Please output the section of the listing below that opens with the line containing "pub fn build_id(account_id: &str, vault_id: &str, order: u64)" and closes with the line containing "a single withdrawal.", exactly and with nothing else.
** Opening Extracted information block **
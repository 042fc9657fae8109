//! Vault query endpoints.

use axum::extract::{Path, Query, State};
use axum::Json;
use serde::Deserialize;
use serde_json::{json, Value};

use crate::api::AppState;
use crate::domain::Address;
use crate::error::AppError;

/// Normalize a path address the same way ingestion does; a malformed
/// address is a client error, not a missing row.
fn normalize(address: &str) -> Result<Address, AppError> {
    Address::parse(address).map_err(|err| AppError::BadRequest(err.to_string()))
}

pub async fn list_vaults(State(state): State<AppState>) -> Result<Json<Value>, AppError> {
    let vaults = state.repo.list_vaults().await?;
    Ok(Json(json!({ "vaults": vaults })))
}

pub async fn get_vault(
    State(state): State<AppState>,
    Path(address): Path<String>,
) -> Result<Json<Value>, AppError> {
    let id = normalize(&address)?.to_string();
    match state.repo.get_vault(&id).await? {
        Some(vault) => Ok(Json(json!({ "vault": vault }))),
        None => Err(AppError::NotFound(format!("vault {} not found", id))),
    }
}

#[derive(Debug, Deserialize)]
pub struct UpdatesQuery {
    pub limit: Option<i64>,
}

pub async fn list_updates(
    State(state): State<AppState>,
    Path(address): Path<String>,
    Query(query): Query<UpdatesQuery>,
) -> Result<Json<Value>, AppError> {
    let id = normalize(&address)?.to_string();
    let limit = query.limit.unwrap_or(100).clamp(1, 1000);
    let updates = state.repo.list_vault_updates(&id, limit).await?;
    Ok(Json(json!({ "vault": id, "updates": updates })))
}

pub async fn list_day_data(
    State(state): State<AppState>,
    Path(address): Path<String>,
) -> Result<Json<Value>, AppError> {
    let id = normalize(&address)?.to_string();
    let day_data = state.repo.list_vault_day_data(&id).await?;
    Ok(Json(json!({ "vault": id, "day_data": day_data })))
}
** Closing Extracted information block **
** Opening Extracted information block **
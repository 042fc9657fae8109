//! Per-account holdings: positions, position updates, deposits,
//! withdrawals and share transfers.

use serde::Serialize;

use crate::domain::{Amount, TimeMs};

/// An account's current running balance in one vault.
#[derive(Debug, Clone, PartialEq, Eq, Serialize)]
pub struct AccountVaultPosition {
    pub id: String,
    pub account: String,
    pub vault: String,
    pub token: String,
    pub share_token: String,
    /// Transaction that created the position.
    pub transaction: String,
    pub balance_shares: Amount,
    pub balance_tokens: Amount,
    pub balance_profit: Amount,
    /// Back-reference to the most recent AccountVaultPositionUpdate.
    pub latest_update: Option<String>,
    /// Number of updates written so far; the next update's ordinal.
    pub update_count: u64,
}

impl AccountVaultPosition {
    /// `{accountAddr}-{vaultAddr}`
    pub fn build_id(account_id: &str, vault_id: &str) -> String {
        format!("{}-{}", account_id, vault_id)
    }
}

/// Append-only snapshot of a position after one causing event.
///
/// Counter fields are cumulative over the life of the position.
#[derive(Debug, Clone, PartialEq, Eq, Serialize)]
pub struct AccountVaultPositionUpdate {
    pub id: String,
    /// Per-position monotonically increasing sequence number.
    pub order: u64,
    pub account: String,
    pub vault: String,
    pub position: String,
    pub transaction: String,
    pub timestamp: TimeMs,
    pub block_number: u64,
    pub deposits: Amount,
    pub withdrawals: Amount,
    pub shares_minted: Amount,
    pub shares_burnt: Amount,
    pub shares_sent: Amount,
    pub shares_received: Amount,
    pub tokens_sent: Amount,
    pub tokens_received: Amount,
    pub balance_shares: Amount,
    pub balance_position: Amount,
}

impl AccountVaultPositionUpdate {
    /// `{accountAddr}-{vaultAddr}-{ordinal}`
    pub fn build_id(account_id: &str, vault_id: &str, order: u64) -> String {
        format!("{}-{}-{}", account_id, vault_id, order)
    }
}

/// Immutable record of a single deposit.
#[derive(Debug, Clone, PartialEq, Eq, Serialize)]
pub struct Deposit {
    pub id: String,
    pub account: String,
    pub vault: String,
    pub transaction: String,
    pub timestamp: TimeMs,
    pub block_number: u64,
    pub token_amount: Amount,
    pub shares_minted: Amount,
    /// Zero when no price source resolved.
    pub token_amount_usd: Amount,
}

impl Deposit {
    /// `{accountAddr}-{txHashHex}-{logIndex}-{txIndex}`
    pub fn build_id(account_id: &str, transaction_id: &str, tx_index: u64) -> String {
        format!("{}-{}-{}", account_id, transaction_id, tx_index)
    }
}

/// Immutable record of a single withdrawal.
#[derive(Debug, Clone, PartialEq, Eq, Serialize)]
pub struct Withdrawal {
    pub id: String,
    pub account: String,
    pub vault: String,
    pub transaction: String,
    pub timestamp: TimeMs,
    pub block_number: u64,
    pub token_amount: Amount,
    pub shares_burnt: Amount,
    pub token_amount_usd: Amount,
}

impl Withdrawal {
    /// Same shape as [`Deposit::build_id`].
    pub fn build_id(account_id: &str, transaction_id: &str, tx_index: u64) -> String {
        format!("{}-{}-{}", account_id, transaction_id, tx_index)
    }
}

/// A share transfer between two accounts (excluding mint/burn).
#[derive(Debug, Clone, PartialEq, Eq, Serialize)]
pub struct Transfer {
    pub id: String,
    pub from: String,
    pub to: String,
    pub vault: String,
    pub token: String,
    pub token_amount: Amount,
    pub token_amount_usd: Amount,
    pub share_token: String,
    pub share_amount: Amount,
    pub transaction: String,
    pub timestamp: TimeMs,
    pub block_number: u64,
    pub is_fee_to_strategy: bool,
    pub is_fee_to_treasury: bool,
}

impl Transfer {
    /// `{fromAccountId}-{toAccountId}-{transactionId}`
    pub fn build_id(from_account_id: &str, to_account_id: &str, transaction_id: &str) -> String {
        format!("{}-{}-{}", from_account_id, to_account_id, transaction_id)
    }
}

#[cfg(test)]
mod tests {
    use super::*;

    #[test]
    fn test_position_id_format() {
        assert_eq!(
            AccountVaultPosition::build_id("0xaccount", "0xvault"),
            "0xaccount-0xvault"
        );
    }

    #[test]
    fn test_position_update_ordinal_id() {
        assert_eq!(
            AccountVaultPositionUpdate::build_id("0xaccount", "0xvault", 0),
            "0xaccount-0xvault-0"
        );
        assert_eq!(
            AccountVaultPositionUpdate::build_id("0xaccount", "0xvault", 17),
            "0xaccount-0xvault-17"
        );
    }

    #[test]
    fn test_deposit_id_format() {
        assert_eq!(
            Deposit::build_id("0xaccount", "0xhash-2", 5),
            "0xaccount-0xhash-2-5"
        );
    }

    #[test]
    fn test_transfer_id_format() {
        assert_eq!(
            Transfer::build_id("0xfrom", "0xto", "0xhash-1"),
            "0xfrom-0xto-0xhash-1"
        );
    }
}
** Closing Extracted information block **
** Opening Extracted information block **
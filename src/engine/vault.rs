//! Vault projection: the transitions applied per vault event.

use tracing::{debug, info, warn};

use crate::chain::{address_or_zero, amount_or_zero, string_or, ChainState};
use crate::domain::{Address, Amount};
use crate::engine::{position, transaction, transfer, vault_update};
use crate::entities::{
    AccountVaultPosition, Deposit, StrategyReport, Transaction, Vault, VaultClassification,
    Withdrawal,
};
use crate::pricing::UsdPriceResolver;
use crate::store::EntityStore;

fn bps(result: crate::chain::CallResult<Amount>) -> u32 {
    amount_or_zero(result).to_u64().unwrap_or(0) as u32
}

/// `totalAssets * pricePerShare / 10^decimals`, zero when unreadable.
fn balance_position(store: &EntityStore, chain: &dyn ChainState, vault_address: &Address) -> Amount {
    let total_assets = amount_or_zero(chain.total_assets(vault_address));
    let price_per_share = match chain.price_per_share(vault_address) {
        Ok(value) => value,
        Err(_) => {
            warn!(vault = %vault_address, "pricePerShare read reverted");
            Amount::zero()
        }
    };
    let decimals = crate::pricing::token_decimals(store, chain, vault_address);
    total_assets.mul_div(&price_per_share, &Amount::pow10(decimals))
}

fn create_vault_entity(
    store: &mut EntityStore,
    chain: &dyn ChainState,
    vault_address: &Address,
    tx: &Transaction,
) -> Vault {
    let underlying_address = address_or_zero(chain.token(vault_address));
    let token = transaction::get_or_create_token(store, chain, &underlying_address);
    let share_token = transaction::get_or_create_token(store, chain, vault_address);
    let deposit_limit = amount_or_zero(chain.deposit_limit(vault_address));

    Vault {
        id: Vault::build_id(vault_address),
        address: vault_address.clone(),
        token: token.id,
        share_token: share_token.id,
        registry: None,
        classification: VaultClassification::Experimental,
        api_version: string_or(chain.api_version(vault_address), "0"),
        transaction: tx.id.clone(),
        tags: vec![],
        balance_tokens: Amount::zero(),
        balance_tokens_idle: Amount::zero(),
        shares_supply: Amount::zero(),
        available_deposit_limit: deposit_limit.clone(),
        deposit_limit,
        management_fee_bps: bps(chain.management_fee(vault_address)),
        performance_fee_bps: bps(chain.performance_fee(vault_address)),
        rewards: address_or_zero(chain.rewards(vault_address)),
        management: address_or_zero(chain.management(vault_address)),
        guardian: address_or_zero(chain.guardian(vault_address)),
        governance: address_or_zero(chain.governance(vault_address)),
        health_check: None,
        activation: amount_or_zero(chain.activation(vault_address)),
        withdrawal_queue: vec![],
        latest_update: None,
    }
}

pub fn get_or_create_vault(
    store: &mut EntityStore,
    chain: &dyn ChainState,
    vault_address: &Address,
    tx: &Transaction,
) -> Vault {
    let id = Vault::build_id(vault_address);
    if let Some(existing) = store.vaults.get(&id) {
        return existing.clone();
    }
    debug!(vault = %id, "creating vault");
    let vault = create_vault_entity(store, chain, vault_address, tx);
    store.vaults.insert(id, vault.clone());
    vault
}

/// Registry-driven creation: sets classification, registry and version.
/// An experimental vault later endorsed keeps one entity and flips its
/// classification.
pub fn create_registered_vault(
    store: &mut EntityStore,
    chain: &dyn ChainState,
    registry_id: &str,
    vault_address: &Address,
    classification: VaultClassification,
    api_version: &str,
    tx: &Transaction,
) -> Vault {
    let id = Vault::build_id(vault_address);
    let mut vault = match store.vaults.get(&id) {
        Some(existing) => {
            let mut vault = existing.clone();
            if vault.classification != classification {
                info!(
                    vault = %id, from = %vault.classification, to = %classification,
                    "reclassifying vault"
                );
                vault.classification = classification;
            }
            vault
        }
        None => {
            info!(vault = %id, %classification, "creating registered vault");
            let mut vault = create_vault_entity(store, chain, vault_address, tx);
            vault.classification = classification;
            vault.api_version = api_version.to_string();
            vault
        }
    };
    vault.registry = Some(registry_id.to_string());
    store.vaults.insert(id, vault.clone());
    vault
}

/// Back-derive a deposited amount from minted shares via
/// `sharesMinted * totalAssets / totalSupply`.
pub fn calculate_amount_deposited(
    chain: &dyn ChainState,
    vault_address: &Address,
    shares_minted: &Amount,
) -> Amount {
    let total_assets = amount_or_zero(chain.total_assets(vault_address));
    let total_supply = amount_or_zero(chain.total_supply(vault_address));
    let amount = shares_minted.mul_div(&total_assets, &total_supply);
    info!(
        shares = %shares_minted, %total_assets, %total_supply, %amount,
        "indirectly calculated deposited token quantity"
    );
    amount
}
** Closing Extracted information block **
▶ _Task answer_
    pub fn build_id(account_id: &str, vault_id: &str, order: u64) -> String {
        format!("{}-{}-{}", account_id, vault_id, order)
    }
}

/// Immutable record of a single deposit.
#[derive(Debug, Clone, PartialEq, Eq, Serialize)]
pub struct Deposit {
    pub id: String,
    pub account: String,
    pub vault: String,
    pub transaction: String,
    pub timestamp: TimeMs,
    pub block_number: u64,
    pub token_amount: Amount,
    pub shares_minted: Amount,
    /// Zero when no price source resolved.
    pub token_amount_usd: Amount,
}

impl Deposit {
    /// `{accountAddr}-{txHashHex}-{logIndex}-{txIndex}`
    pub fn build_id(account_id: &str, transaction_id: &str, tx_index: u64) -> String {
        format!("{}-{}-{}", account_id, transaction_id, tx_index)
    }
}

/// Immutable record of a single withdrawal.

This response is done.